**WHAT NEEDS TO BE DONE:** Among the lines of the records, please find those that contain the word "Option" and copy them.

**RECORDS PROVIDED:**
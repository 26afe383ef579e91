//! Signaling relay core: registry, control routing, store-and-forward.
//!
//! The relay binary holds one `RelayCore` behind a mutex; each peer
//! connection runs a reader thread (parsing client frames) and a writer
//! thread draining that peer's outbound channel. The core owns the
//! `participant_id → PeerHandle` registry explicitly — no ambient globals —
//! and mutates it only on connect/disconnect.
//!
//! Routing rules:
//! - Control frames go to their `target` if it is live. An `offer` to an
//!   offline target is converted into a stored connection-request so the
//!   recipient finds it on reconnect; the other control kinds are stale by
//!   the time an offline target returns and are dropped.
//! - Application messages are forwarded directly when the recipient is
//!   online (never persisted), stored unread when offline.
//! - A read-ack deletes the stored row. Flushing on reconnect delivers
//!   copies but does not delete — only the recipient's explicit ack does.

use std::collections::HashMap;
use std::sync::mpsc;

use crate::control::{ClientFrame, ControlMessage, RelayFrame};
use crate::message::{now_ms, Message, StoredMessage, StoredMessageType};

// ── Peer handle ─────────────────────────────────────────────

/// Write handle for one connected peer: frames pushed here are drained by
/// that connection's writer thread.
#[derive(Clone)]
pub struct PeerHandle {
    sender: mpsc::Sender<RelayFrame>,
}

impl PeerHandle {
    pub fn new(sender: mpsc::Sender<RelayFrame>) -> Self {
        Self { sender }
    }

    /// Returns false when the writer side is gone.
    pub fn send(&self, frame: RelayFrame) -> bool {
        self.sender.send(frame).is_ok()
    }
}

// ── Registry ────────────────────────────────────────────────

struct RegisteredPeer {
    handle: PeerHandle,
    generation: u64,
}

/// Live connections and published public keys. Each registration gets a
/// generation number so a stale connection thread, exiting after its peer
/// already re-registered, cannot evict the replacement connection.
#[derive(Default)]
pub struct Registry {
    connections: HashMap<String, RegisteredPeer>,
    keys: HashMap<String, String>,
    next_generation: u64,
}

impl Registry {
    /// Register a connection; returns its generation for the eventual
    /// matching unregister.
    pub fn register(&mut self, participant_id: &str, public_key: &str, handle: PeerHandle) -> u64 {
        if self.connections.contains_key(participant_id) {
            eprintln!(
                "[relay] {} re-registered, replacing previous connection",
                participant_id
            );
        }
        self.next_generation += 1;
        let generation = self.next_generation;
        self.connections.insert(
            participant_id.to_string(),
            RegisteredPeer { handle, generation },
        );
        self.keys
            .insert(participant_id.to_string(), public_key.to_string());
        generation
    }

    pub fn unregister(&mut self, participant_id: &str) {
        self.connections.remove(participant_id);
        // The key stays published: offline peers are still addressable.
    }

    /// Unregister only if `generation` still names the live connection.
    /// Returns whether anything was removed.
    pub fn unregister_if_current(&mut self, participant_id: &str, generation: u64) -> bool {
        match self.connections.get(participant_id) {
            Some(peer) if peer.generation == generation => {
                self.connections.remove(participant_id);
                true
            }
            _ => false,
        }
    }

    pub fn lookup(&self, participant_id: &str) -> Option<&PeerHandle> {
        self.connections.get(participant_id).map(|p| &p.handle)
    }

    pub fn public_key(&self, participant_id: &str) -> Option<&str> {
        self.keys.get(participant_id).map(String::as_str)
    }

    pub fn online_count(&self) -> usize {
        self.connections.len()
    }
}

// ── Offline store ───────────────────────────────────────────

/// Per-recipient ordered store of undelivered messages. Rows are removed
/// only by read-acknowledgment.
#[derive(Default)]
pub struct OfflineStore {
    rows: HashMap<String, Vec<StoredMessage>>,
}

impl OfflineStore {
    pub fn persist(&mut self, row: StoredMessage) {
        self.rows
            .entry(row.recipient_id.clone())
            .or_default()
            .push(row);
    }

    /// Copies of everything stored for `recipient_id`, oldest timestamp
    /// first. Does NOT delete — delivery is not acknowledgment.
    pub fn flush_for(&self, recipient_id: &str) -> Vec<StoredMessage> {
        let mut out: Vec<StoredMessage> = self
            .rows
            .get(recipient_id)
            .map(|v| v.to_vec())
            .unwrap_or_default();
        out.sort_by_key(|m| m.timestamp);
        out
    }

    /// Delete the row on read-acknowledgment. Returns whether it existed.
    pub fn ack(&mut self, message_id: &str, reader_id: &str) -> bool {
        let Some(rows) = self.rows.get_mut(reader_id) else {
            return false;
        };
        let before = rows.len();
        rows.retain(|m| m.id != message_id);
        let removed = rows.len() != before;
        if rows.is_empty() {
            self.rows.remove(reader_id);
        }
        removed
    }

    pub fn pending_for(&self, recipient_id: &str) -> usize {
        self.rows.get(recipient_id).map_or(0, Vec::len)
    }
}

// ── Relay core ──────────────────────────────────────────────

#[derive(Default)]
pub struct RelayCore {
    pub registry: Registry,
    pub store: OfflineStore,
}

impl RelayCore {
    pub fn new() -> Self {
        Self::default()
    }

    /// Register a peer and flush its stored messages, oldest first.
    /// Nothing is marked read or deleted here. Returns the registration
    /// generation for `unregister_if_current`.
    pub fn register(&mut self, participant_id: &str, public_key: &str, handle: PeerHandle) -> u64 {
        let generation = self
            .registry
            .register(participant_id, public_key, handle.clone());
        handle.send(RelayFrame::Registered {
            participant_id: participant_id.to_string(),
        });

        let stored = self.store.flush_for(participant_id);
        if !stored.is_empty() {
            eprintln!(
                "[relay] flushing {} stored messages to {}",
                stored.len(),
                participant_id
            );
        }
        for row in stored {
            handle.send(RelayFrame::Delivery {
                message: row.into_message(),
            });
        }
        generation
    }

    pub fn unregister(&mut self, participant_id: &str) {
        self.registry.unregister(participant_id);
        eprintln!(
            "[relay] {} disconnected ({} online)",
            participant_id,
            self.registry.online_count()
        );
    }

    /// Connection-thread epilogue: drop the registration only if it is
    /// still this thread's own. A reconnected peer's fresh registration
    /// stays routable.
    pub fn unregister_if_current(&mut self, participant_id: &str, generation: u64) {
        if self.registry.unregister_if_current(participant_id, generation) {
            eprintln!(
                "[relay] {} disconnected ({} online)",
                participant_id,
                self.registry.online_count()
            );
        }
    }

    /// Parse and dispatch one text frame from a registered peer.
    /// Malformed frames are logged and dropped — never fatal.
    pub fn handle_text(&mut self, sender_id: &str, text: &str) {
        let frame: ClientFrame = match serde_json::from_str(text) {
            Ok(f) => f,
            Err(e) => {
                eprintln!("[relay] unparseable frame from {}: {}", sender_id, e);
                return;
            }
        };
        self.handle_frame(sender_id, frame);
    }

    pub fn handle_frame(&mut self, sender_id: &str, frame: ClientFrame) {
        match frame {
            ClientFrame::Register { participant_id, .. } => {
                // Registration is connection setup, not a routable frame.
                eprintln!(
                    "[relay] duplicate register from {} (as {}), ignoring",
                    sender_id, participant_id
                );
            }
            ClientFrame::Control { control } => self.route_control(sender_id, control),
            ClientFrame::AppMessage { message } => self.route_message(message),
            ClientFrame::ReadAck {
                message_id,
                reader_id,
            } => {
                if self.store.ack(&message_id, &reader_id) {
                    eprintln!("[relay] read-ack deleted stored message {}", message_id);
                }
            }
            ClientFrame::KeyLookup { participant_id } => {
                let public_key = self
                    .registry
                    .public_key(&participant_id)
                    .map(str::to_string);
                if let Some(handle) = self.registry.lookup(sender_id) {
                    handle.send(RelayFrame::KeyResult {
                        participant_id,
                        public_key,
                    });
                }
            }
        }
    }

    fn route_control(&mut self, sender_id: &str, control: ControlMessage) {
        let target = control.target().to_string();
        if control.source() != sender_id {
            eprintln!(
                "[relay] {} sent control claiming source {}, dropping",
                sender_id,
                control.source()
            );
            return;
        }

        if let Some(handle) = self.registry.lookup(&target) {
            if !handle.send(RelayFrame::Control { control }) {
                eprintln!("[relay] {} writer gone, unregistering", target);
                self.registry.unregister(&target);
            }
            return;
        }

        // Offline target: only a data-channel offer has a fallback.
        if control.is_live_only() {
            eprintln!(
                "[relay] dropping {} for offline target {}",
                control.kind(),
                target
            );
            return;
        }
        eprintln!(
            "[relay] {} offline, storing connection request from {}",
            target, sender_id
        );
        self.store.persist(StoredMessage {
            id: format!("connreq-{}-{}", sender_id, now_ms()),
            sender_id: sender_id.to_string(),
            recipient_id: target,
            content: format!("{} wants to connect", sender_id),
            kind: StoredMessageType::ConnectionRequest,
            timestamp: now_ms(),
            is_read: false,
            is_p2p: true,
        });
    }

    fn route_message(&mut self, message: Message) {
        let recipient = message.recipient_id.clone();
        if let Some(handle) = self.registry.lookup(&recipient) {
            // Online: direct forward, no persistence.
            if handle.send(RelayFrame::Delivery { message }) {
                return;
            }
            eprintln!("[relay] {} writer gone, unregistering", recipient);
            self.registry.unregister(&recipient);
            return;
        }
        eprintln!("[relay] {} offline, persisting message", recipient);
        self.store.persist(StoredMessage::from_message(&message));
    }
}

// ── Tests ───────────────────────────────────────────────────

**TASK SOLUTION:**
    pub fn lookup(&self, participant_id: &str) -> Option<&PeerHandle> {
    pub fn public_key(&self, participant_id: &str) -> Option<&str> {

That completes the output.